Pourquoi la Demand Gen en cybersécurité “brûle” si vite du budget
1) Des CPC et CPM mécaniquement élevés
La cyber est un marché compétitif : beaucoup d’acteurs, beaucoup de mots-clés chers, des audiences B2B restreintes. Si votre message et votre offre ne sont pas ultra clairs, vous payez… pour du bruit.
2) Des cycles longs (et une attribution trompeuse)
Quand un deal se signe 3, 6 ou 9 mois après le premier touchpoint, il devient très facile de croire qu’une campagne “ne marche pas” alors qu’elle nourrit une traction future… ou inversement de croire qu’elle marche parce qu’elle génère des leads, alors qu’elle n’alimente pas le pipe.
3) Une asymétrie de confiance
En cyber, le prospect n’achète pas “un logiciel”. Le prospect achète une réduction de risque.

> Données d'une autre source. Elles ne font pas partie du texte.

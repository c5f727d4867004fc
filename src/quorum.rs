//! Fan-out to a set of peers with a bounded collection window.

use std::{cmp::Ordering, future::Future, time::Duration};

use futures::{
    FutureExt,
    stream::{FuturesUnordered, StreamExt},
};
use tokio::time::{Instant, timeout_at};
use tracing::debug;

use crate::{
    error::PaxosError,
    types::{PaxosPromise, PaxosResponse},
};

/// Default window for a single round of remote requests.
pub const DEFAULT_REMOTE_REQUESTS_TIMEOUT: Duration = Duration::from_secs(5);

/// A reply that can count towards a quorum.
pub trait QuorumResponse {
    fn is_successful(&self) -> bool;
}

impl QuorumResponse for PaxosPromise {
    fn is_successful(&self) -> bool {
        self.success
    }
}

impl QuorumResponse for PaxosResponse {
    fn is_successful(&self) -> bool {
        self.success
    }
}

/// Smallest quorum that is a strict majority of `peer_count`.
pub fn majority_quorum_size(peer_count: usize) -> usize {
    peer_count / 2 + 1
}

/// True iff at least `quorum_size` of the responses report success.
pub fn has_quorum<R: QuorumResponse>(responses: &[R], quorum_size: usize) -> bool {
    responses.iter().filter(|r| r.is_successful()).count() >= quorum_size
}

/// Issue `request` against every peer concurrently and return the replies gathered, in
/// arrival order.
///
/// Collection stops as soon as `quorum_size` successful replies are in, or once the peers
/// still outstanding can no longer lift the successes to `quorum_size`, or when `timeout`
/// elapses. Replies that are already available at that point are kept as well. A peer that
/// errors is logged and left out of the result; a peer that has not answered is abandoned.
/// This never fails: callers judge the outcome with [`has_quorum`].
pub async fn collect_quorum_responses<'a, P, R, F, Fut>(
    peers: &'a [P],
    request: F,
    quorum_size: usize,
    timeout: Duration,
) -> Vec<R>
where
    F: Fn(&'a P) -> Fut,
    Fut: Future<Output = Result<R, PaxosError>>,
    R: QuorumResponse,
{
    let deadline = Instant::now() + timeout;
    let mut in_flight: FuturesUnordered<Fut> = peers.iter().map(request).collect();
    let mut responses = Vec::with_capacity(peers.len());
    let mut successes = 0;

    while successes < quorum_size && successes + in_flight.len() >= quorum_size {
        match timeout_at(deadline, in_flight.next()).await {
            Ok(Some(Ok(response))) => {
                if response.is_successful() {
                    successes += 1;
                }
                responses.push(response);
            }
            Ok(Some(Err(e))) => debug!(error = %e, "peer request failed"),
            Ok(None) => break,
            Err(_) => {
                debug!(
                    outstanding = in_flight.len(),
                    received = responses.len(),
                    quorum_size,
                    "quorum collection window elapsed"
                );
                return responses;
            }
        }
    }

    while let Some(Some(reply)) = in_flight.next().now_or_never() {
        match reply {
            Ok(response) => responses.push(response),
            Err(e) => debug!(error = %e, "peer request failed"),
        }
    }
    debug!(
        successes,
        received = responses.len(),
        abandoned = in_flight.len(),
        quorum_size,
        "quorum collection finished"
    );

    responses
}

/// Order promises by the proposal they last accepted.
///
/// A promise without an accepted proposal is less than any promise with one.
pub fn compare_by_last_accepted(a: &PaxosPromise, b: &PaxosPromise) -> Ordering {
    match (&a.last_accepted_id, &b.last_accepted_id) {
        (Some(a_id), Some(b_id)) => a_id.cmp(b_id),
        (Some(_), None) => Ordering::Greater,
        (None, Some(_)) => Ordering::Less,
        (None, None) => Ordering::Equal,
    }
}

/// The promise whose accepted value phase two must carry forward, if any were received.
pub fn greatest_promise(promises: &[PaxosPromise]) -> Option<&PaxosPromise> {
    promises.iter().max_by(|a, b| compare_by_last_accepted(a, b))
}
//! Conversions between domain types and `paxos.v1` wire messages.

use crate::{
    error::PaxosError,
    protos::paxos::v1 as wire,
    types::{PaxosKey, PaxosPromise, PaxosProposal, PaxosResponse, PaxosValue, ProposalId},
};

pub(crate) fn required<T>(field: Option<T>, name: &str) -> Result<T, PaxosError> {
    field.ok_or_else(|| PaxosError::MalformedMessage(format!("missing field `{name}`")))
}

impl From<&ProposalId> for wire::ProposalId {
    fn from(id: &ProposalId) -> Self {
        Self {
            number: id.number,
            proposer_identity: id.proposer_identity.clone(),
        }
    }
}

impl From<wire::ProposalId> for ProposalId {
    fn from(id: wire::ProposalId) -> Self {
        ProposalId::new(id.number, id.proposer_identity)
    }
}

impl From<&PaxosValue> for wire::Value {
    fn from(value: &PaxosValue) -> Self {
        Self {
            seq: value.key.seq,
            data: value.data.clone(),
        }
    }
}

impl From<wire::Value> for PaxosValue {
    fn from(value: wire::Value) -> Self {
        PaxosValue::new(PaxosKey::new(value.seq), value.data)
    }
}

impl From<&PaxosProposal> for wire::Proposal {
    fn from(proposal: &PaxosProposal) -> Self {
        Self {
            id: Some((&proposal.id).into()),
            value: Some((&proposal.value).into()),
        }
    }
}

impl TryFrom<wire::Proposal> for PaxosProposal {
    type Error = PaxosError;

    fn try_from(proposal: wire::Proposal) -> Result<Self, Self::Error> {
        Ok(PaxosProposal::new(
            required(proposal.id, "proposal.id")?.into(),
            required(proposal.value, "proposal.value")?.into(),
        ))
    }
}

impl From<&PaxosPromise> for wire::Promise {
    fn from(promise: &PaxosPromise) -> Self {
        Self {
            promised_id: Some((&promise.promised_id).into()),
            last_accepted_id: promise.last_accepted_id.as_ref().map(Into::into),
            last_accepted_value: promise.last_accepted_value.as_ref().map(Into::into),
            success: promise.success,
        }
    }
}

impl TryFrom<wire::Promise> for PaxosPromise {
    type Error = PaxosError;

    fn try_from(promise: wire::Promise) -> Result<Self, Self::Error> {
        Ok(PaxosPromise {
            promised_id: required(promise.promised_id, "promise.promised_id")?.into(),
            last_accepted_id: promise.last_accepted_id.map(Into::into),
            last_accepted_value: promise.last_accepted_value.map(Into::into),
            success: promise.success,
        })
    }
}

impl From<&PaxosResponse> for wire::Response {
    fn from(response: &PaxosResponse) -> Self {
        Self {
            success: response.success,
            peer_identity: response.peer_identity.clone(),
        }
    }
}

impl From<wire::Response> for PaxosResponse {
    fn from(response: wire::Response) -> Self {
        PaxosResponse::new(response.success, response.peer_identity)
    }
}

Donc la crédibilité (preuves, réputation, qualité des messages) pèse plus lourd que dans beaucoup d’autres SaaS.
4) Le piège n°1 : confondre activation et go-to-market
Un mauvais système + plus d’activation = plus de dépenses.
L’ordre doit être inversé :
- Clarifier ICP + promesse + preuves
- Construire une mécanique demand gen
- Mettre du budget… par paliers
Exemple concret : structurer la demand gen sans gaspillage (VirtualBrowser x Hirondo)
Sans détailler de données sensibles, voici la logique appliquée sur la mission VirtualBrowser :
- Partir des objectifs business (par pays) plutôt que d’une liste d’actions.
- Traduire en mécanique Demand Gen : leads → opportunités → clients, avec hypothèses explicites.
- Construire un budget global, puis ventilé par pays (France, Allemagne, Benelux, Suisse) pour forcer les arbitrages.
- Mettre en place des rituels de pilotage avec les Sales.
- Formaliser des plans régionaux (DACH, Benelux, Suisse), puis préparer la transmission.
Le bénéfice : un marketing pilotable, aligné sur le business, et transmissible (donc durable).
Le budget : investir par paliers (et éviter le “tout paid”)
Un budget sain en demand gen cyber suit une logique simple :
- Tester petit
- Prouver la mécanique
- Scaler progressivement
Répartir votre budget : la vision “système”
Au lieu de “X€ en ads”, pensez :
- Contenu & preuves (cas, pages, comparatifs)
- Acquisition (paid + retargeting)
- Événements/partenariats (si votre ICP s’y trouve réellement)
- Ops & data (tracking, CRM, scoring, reporting)
- Design (les assets qui rendent le message lisible)
Des règles simples anti-gaspillage
Quelques garde-fous qui évitent de brûler le budget :
- Si votre page ne convertit pas, n’augmentez pas le budget.
- Si votre SQL rate est faible, resserrez l’ICP ou changez l’offre.
- Si vos cycles sont longs, instrumentez des “early signals” (voir section KPIs), au lieu de couper au bout de 10 jours.
Quand couper une campagne sans perdre l’apprentissage
Couper une campagne n’est pas un échec si vous documentez :
- Quel ICP ?
- Quelle promesse ?
- Quelle offre ?
- Quel canal ?
- Quel signal (CTR, CVR, SQL rate) a invalidé l’hypothèse ?
Conclusion
En cybersécurité, la Demand Gen n’est pas une question de “trouver le bon canal”.
C’est une question de système : ICP + message + preuves + boucles + budget par paliers + KPIs pipeline-first.
Si vous êtes dans un moment de scale (ou d’internationalisation) et que vous devez structurer votre demand gen sans recruter trop tôt, le cas VirtualBrowser montre une approche reproductible : structurer, exécuter, transmettre.